REQUIREMENT
Take each line of the records below that contains the string "usize" and copy it.
#### DATA FOR THIS EXERCISE
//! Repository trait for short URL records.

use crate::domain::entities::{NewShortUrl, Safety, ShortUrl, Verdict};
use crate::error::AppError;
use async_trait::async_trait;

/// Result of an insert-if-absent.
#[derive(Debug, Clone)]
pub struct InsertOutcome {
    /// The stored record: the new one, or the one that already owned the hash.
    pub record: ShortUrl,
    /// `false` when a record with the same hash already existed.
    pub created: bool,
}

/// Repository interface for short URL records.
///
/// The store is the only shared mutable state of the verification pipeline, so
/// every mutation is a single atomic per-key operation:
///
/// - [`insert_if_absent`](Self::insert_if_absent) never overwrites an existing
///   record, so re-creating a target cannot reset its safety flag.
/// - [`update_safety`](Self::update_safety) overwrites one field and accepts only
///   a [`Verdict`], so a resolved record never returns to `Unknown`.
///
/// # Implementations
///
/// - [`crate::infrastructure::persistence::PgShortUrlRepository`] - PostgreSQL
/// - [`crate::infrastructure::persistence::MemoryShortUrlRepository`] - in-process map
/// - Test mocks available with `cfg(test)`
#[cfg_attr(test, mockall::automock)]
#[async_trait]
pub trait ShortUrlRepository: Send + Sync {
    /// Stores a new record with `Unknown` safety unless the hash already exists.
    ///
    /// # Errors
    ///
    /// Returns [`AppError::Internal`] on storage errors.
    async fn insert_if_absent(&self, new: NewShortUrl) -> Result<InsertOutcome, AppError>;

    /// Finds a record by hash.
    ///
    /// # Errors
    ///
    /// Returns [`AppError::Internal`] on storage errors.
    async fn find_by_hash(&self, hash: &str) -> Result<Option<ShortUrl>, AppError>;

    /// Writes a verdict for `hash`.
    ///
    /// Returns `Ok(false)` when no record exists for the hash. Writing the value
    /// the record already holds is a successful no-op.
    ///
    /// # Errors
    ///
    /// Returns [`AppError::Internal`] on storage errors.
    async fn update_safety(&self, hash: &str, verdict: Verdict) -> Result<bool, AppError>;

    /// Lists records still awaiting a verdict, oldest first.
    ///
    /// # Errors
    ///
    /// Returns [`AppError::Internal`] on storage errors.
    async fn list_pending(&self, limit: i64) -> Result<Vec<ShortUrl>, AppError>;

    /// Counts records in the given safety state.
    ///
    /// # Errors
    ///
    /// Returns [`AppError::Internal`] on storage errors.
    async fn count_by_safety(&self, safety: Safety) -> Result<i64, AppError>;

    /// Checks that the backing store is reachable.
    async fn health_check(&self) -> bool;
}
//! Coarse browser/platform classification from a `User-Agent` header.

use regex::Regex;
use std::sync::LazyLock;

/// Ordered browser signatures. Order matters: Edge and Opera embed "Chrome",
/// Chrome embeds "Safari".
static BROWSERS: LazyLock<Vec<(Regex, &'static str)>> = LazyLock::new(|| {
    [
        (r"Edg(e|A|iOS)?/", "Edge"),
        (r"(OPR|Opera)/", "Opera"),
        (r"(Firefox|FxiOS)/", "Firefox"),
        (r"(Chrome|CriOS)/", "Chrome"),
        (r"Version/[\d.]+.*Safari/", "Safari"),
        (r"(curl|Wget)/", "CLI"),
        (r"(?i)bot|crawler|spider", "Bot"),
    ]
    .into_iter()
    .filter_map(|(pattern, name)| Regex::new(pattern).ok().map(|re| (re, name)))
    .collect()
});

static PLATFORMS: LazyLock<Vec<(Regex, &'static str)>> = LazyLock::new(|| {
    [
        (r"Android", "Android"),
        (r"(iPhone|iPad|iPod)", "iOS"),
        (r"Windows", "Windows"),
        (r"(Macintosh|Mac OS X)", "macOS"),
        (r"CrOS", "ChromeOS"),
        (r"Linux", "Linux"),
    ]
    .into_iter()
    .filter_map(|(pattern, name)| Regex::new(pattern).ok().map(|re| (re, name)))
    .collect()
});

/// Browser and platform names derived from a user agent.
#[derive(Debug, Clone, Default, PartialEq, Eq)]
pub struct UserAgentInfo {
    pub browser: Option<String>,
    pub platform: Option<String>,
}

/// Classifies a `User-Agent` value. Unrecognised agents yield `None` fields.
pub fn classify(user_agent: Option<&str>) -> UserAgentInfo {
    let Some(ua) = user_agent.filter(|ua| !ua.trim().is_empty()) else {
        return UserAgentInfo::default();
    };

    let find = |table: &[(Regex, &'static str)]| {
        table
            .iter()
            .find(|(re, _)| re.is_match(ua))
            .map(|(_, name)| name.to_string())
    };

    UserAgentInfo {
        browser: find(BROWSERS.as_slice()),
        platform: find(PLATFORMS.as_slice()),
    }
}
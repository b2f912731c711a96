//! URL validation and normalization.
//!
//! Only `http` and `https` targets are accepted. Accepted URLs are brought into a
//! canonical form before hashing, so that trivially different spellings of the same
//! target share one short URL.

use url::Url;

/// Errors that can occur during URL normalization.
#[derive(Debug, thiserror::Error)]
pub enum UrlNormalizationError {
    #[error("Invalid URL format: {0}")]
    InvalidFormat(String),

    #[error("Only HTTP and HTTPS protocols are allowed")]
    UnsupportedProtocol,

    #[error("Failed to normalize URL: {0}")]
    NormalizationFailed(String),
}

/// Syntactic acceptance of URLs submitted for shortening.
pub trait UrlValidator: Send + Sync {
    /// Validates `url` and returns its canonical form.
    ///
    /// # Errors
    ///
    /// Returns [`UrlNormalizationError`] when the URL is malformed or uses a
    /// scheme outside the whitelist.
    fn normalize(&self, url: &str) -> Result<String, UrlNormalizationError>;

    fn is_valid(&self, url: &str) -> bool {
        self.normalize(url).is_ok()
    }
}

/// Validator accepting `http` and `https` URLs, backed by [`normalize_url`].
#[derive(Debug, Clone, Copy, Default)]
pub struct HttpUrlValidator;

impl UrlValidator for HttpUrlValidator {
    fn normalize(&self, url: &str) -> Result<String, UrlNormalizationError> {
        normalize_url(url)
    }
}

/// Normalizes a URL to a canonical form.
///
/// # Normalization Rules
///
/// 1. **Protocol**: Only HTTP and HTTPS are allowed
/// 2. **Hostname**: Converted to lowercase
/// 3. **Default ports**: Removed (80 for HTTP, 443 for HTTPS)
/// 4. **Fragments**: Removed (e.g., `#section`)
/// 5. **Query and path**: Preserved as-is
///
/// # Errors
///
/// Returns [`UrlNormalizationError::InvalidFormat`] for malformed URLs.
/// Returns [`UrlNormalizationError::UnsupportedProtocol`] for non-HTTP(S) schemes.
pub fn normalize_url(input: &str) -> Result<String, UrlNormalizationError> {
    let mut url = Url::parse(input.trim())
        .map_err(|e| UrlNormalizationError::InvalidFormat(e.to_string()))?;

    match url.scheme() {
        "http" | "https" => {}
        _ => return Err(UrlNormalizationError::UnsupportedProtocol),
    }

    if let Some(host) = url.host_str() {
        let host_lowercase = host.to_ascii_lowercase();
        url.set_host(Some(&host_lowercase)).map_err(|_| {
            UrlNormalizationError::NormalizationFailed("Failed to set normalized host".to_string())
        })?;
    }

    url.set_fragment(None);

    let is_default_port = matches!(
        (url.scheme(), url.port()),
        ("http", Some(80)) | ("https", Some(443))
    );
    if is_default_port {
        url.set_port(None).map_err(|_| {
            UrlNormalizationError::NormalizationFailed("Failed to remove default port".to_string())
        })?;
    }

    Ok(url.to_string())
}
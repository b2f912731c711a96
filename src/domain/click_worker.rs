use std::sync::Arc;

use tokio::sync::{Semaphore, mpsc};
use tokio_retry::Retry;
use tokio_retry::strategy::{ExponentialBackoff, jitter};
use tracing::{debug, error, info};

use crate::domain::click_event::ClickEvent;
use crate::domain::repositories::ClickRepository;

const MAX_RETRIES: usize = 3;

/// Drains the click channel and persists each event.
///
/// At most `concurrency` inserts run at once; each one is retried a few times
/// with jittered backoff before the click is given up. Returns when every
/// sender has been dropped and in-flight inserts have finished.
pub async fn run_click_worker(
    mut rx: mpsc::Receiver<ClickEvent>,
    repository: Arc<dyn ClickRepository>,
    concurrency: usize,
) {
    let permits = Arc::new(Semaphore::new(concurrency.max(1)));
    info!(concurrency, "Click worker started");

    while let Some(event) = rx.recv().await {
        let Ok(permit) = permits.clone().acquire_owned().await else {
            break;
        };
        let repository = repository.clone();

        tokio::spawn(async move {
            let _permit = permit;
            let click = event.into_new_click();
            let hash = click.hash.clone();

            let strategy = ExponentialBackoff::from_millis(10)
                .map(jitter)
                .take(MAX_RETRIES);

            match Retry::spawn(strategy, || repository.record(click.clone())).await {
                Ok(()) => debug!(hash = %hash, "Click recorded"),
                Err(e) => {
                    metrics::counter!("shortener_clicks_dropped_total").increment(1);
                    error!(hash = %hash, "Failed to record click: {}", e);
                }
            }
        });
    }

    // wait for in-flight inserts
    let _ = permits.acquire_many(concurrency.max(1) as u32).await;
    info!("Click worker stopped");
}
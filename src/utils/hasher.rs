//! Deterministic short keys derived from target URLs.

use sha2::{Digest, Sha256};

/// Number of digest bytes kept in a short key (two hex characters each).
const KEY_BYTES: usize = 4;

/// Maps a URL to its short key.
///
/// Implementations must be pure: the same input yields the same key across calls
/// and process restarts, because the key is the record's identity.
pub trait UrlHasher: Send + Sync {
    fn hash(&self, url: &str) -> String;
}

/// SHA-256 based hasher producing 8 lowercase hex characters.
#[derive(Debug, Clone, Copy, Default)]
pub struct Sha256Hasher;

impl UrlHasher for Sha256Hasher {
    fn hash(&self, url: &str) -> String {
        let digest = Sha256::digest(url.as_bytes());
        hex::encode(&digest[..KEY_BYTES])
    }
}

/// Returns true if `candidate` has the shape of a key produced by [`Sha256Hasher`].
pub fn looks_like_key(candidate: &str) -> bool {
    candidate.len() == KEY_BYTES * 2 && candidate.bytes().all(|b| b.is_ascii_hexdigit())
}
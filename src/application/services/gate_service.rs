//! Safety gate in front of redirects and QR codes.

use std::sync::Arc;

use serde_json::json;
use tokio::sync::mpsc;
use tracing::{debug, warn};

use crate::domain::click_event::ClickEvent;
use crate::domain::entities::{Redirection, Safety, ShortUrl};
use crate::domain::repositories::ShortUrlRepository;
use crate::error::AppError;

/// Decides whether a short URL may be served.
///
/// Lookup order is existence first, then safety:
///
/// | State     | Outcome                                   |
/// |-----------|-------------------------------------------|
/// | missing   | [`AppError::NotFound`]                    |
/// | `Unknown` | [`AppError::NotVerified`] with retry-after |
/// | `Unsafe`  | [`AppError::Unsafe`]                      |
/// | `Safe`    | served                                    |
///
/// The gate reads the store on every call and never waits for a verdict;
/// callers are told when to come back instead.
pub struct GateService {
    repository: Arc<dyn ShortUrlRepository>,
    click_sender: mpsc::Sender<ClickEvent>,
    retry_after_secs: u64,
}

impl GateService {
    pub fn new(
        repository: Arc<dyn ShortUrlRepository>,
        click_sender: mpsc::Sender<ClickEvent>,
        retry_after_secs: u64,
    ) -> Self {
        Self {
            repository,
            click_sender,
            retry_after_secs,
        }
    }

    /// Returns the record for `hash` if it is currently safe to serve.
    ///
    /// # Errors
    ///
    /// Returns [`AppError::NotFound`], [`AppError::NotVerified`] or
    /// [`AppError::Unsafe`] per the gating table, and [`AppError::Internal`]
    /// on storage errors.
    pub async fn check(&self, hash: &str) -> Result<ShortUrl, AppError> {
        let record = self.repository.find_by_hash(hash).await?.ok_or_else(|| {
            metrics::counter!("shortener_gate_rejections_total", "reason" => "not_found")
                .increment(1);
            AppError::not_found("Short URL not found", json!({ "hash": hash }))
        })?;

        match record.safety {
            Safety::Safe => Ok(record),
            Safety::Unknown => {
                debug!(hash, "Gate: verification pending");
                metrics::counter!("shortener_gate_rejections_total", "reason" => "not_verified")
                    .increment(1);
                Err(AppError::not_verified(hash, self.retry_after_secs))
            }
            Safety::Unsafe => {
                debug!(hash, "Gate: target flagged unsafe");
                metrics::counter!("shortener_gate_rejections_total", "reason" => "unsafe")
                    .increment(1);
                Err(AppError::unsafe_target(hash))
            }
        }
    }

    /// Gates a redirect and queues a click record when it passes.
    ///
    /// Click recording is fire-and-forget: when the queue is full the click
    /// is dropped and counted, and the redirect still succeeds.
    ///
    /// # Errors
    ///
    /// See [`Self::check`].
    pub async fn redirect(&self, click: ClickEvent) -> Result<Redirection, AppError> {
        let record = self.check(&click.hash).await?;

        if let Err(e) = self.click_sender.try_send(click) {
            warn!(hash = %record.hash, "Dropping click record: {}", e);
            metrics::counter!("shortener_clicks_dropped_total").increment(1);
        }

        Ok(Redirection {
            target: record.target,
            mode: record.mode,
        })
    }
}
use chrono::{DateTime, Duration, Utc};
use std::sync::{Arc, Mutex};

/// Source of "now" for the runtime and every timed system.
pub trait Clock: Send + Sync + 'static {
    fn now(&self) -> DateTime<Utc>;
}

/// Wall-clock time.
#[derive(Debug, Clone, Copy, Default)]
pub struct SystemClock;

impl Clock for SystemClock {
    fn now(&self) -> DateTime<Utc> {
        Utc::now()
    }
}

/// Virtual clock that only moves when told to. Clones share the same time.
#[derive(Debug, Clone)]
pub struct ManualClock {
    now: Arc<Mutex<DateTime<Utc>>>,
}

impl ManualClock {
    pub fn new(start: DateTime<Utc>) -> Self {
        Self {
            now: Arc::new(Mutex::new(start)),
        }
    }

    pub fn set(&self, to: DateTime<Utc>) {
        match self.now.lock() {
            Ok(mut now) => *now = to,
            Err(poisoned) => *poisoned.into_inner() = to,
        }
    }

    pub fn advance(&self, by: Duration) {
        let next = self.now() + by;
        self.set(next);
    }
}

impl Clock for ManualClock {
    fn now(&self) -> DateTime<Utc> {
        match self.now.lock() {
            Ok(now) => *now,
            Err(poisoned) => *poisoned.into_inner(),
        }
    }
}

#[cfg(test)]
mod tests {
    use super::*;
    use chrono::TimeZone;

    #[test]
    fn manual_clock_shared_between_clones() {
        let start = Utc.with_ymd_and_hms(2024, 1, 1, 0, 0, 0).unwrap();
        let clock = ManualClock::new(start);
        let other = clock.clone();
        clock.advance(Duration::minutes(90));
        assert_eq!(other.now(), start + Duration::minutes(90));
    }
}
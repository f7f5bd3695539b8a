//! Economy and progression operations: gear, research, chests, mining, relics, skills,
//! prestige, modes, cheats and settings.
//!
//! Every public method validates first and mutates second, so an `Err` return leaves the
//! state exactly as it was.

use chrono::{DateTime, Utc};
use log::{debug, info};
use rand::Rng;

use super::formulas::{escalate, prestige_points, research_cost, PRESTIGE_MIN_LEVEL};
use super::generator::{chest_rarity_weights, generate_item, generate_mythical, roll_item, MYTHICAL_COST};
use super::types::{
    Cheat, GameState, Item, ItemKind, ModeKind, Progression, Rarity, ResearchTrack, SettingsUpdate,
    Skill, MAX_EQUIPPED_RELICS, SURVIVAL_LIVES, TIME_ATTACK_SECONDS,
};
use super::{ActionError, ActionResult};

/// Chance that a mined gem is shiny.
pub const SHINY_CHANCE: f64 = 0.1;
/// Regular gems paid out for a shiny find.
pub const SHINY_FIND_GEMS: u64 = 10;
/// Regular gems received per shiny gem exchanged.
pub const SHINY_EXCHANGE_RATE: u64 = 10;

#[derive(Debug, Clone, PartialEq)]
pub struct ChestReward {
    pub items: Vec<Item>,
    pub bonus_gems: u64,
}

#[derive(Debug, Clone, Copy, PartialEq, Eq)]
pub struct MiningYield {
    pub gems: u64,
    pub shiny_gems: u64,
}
########
TASK OUTPUT
const MAX_RETRIES: usize = 3;
    concurrency: usize,
const KEY_BYTES: usize = 4;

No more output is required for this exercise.